__THE PROBLEM__. Find the string "What" in the listing and report every line that has it.

__DATASET__.
//! The generated interview question contract.

use std::sync::LazyLock;

use serde::{Deserialize, Serialize};
use serde_json::Value;

use super::error::ContractError;
use super::rules::{
    check_fields, check_invariants, compile, decode, normalized, CompiledSchema, Rule, Violation,
};
use super::{Contract, ContractKind, QuestionType, Track};
use crate::schema::question_schema;

static QUESTION_SCHEMA: LazyLock<CompiledSchema> = LazyLock::new(|| compile(&question_schema()));

/// Programming language of a coding exercise. Only Python is supported in v1.
#[derive(Debug, Clone, Copy, PartialEq, Eq, Hash, Serialize, Deserialize)]
#[serde(rename_all = "lowercase")]
pub enum CodingLanguage {
    /// Python.
    Python,
}

/// Coding material attached to a `coding` question.
#[derive(Debug, Clone, PartialEq, Eq, Serialize)]
pub struct CodingPayload {
    language: CodingLanguage,
    starter_code: String,
    requirements: Vec<String>,
    tests: String,
}

impl CodingPayload {
    /// Exercise language.
    #[must_use]
    pub const fn language(&self) -> CodingLanguage {
        self.language
    }

    /// Code the candidate starts from.
    #[must_use]
    pub fn starter_code(&self) -> &str {
        &self.starter_code
    }

    /// Acceptance criteria, in order.
    #[must_use]
    pub fn requirements(&self) -> &[String] {
        &self.requirements
    }

    /// Test source aligned with the starter signature.
    #[must_use]
    pub fn tests(&self) -> &str {
        &self.tests
    }
}

/// Decoded form of an input that already passed the field rules.
#[derive(Deserialize)]
struct QuestionFields {
    track: Track,
    question_type: QuestionType,
    difficulty: u8,
    question: String,
    expected_points: Vec<String>,
    followups: Vec<String>,
    red_flags: Vec<String>,
    #[serde(default)]
    coding: Option<CodingFields>,
}

#[derive(Deserialize)]
struct CodingFields {
    language: CodingLanguage,
    starter_code: String,
    requirements: Vec<String>,
    tests: String,
}

impl From<CodingFields> for CodingPayload {
    fn from(fields: CodingFields) -> Self {
        Self {
            language: fields.language,
            starter_code: fields.starter_code,
            requirements: fields.requirements,
            tests: fields.tests,
        }
    }
}

/// One generated interview question (contract v1).
#[derive(Debug, Clone, PartialEq, Eq, Serialize, Deserialize)]
#[serde(try_from = "Value")]
pub struct Question {
    track: Track,
    question_type: QuestionType,
    difficulty: u8,
    question: String,
    expected_points: Vec<String>,
    followups: Vec<String>,
    red_flags: Vec<String>,
    coding: Option<CodingPayload>,
}

impl Question {
    /// Interview lane.
    #[must_use]
    pub const fn track(&self) -> Track {
        self.track
    }

    /// Theory or coding.
    #[must_use]
    pub const fn question_type(&self) -> QuestionType {
        self.question_type
    }

    /// Difficulty on the 1..=5 scale.
    #[must_use]
    pub const fn difficulty(&self) -> u8 {
        self.difficulty
    }

    /// The question text.
    #[must_use]
    pub fn question(&self) -> &str {
        &self.question
    }

    /// Rubric points a good answer covers (6 to 10).
    #[must_use]
    pub fn expected_points(&self) -> &[String] {
        &self.expected_points
    }

    /// Exactly three follow-up probes.
    #[must_use]
    pub fn followups(&self) -> &[String] {
        &self.followups
    }

    /// Exactly three common misconceptions.
    #[must_use]
    pub fn red_flags(&self) -> &[String] {
        &self.red_flags
    }

    /// Coding material; present iff the question is a coding question.
    #[must_use]
    pub const fn coding(&self) -> Option<&CodingPayload> {
        self.coding.as_ref()
    }

    fn invariant_violations(&self) -> Vec<Violation> {
        match (self.question_type, &self.coding) {
            (QuestionType::Theory, Some(_)) => vec![Violation::new(
                "coding",
                Rule::CodingMatchesQuestionType,
                "coding must be null for theory questions",
            )],
            (QuestionType::Coding, None) => vec![Violation::new(
                "coding",
                Rule::CodingMatchesQuestionType,
                "coding must be provided for coding questions",
            )],
            _ => Vec::new(),
        }
    }
}

impl Contract for Question {
    const KIND: ContractKind = ContractKind::Question;

    fn from_value(raw: &Value) -> Result<Self, ContractError> {
        check_fields(&QUESTION_SCHEMA, raw)?;
        let fields: QuestionFields = decode(normalized(raw))?;

        let question = Self {
            track: fields.track,
            question_type: fields.question_type,
            difficulty: fields.difficulty,
            question: fields.question,
            expected_points: fields.expected_points,
            followups: fields.followups,
            red_flags: fields.red_flags,
            coding: fields.coding.map(CodingPayload::from),
        };

        check_invariants(question.invariant_violations())?;
        Ok(question)
    }
}

impl TryFrom<Value> for Question {
    type Error = ContractError;

    fn try_from(value: Value) -> Result<Self, Self::Error> {
        Self::from_value(&value)
    }
}

#[cfg(test)]
mod tests {
    use super::*;
    use crate::contracts::ShapeError;
    use serde_json::json;

    fn coding_payload() -> Value {
        json!({
            "language": "python",
            "starter_code": "def solve(nums):\n    pass",
            "requirements": ["must run in O(n)"],
            "tests": "def test_solve():\n    assert solve([1]) == 1"
        })
    }

    fn question_payload(question_type: &str, coding: Value) -> Value {
        json!({
            "track": "ai",
            "question_type": question_type,
            "difficulty": 3,
            "question": "Explain bias-variance trade-offs in production systems.",
            "expected_points": ["p1", "p2", "p3", "p4", "p5", "p6"],
            "followups": ["f1", "f2", "f3"],
            "red_flags": ["r1", "r2", "r3"],
            "coding": coding
        })
    }

    #[test]
    fn test_theory_question_without_coding_passes() {
        let question = Question::from_value(&question_payload("theory", Value::Null)).unwrap();
        assert_eq!(question.track(), Track::Ai);
        assert_eq!(question.difficulty(), 3);
        assert!(question.coding().is_none());
    }

    #[test]
    fn test_coding_key_may_be_omitted() {
        let mut payload = question_payload("theory", Value::Null);
        payload.as_object_mut().unwrap().remove("coding");
        assert!(Question::from_value(&payload).is_ok());
    }

    #[test]
    fn test_theory_question_with_coding_fails() {
        let err = Question::from_value(&question_payload("theory", coding_payload())).unwrap_err();
        let ContractError::Validation(err) = err else {
            panic!("expected validation error, got {err:?}");
        };
        assert!(err.has("coding", Rule::CodingMatchesQuestionType));
    }

    #[test]
    fn test_coding_question_requires_coding() {
        let err = Question::from_value(&question_payload("coding", Value::Null)).unwrap_err();
        let ContractError::Validation(err) = err else {
            panic!("expected validation error, got {err:?}");
        };
        assert_eq!(err.violations().len(), 1);
        assert!(err.has("coding", Rule::CodingMatchesQuestionType));
    }

    #[test]
    fn test_coding_question_with_coding_passes() {
        let question = Question::from_value(&question_payload("coding", coding_payload())).unwrap();
        let coding = question.coding().unwrap();
        assert_eq!(coding.language(), CodingLanguage::Python);
        assert_eq!(coding.requirements(), ["must run in O(n)"]);
    }

    #[test]
    fn test_cross_field_rule_waits_for_field_rules() {
        // theory + coding would break the cross-field rule, but the bad
        // difficulty must be the only thing reported.
        let mut payload = question_payload("theory", coding_payload());
        payload["difficulty"] = json!(9);

        let err = Question::from_value(&payload).unwrap_err();
        let violations = err.violations().unwrap();
        assert_eq!(violations.len(), 1);
        assert_eq!(violations[0].path, "difficulty");
        assert_eq!(violations[0].rule, Rule::Range);
    }

    #[test]
    fn test_nested_coding_rules_report_prefixed_paths() {
        let coding = json!({
            "language": "rust",
            "starter_code": "   ",
            "requirements": [],
            "tests": "def test(): pass"
        });
        let err = Question::from_value(&question_payload("coding", coding)).unwrap_err();
        let ContractError::Validation(err) = err else {
            panic!("expected validation error, got {err:?}");
        };
        assert!(err.has("coding.language", Rule::Pattern));
        assert!(err.has("coding.starter_code", Rule::NonEmpty));
        assert!(err.has("coding.requirements", Rule::MinItems));
    }

    #[test]
    fn test_unknown_nested_key_is_shape_error() {
        let mut coding = coding_payload();
        coding["runtime"] = json!("3.12");
        let err = Question::from_value(&question_payload("coding", coding)).unwrap_err();
        assert!(matches!(err, ContractError::Shape(ShapeError::UnknownFields { ref path, .. }) if path == "coding"));
    }

    #[test]
    fn test_expected_points_bounds() {
        let mut payload = question_payload("theory", Value::Null);
        payload["expected_points"] = json!(["a", "b", "c", "d", "e", "f", "g", "h", "i", "j", "k"]);
        let err = Question::from_value(&payload).unwrap_err();
        assert!(matches!(err, ContractError::Validation(ref e) if e.has("expected_points", Rule::MaxItems)));
    }

    #[test]
    fn test_strings_are_trimmed() {
        let mut payload = question_payload("coding", coding_payload());
        payload["question"] = json!("  What is a p-value?\n");
        payload["coding"]["language"] = json!(" python ");
        let question = Question::from_value(&payload).unwrap();
        assert_eq!(question.question(), "What is a p-value?");
        assert_eq!(question.coding().unwrap().language(), CodingLanguage::Python);
    }

    #[test]
    fn test_enum_values_must_match_exactly() {
        let mut payload = question_payload("theory", Value::Null);
        payload["track"] = json!(" backend ");
        payload["question_type"] = json!("Theory");
        let err = Question::from_value(&payload).unwrap_err();
        let ContractError::Validation(err) = err else {
            panic!("expected validation error, got {err:?}");
        };
        assert!(err.has("track", Rule::Enum));
        assert!(err.has("question_type", Rule::Enum));
    }

    #[test]
    fn test_integral_float_difficulty_is_accepted() {
        let mut payload = question_payload("theory", Value::Null);
        payload["difficulty"] = json!(4.0);
        assert_eq!(Question::from_value(&payload).unwrap().difficulty(), 4);

        payload["difficulty"] = json!(true);
        let err = Question::from_value(&payload).unwrap_err();
        assert!(matches!(err, ContractError::Validation(ref e) if e.has("difficulty", Rule::Type)));
    }

    #[test]
    fn test_serializes_null_coding() {
        let question = Question::from_value(&question_payload("theory", Value::Null)).unwrap();
        let value = serde_json::to_value(&question).unwrap();
        assert_eq!(value["coding"], Value::Null);
        assert_eq!(value["track"], "ai");
    }

    #[test]
    fn test_deserialize_goes_through_validation() {
        let bad = question_payload("coding", Value::Null).to_string();
        assert!(serde_json::from_str::<Question>(&bad).is_err());

        let good = question_payload("coding", coding_payload()).to_string();
        let question: Question = serde_json::from_str(&good).unwrap();
        assert_eq!(question.question_type(), QuestionType::Coding);
    }
}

__RESULT OF THE EXERCISE__.
        payload["question"] = json!("  What is a p-value?\n");
        assert_eq!(question.question(), "What is a p-value?");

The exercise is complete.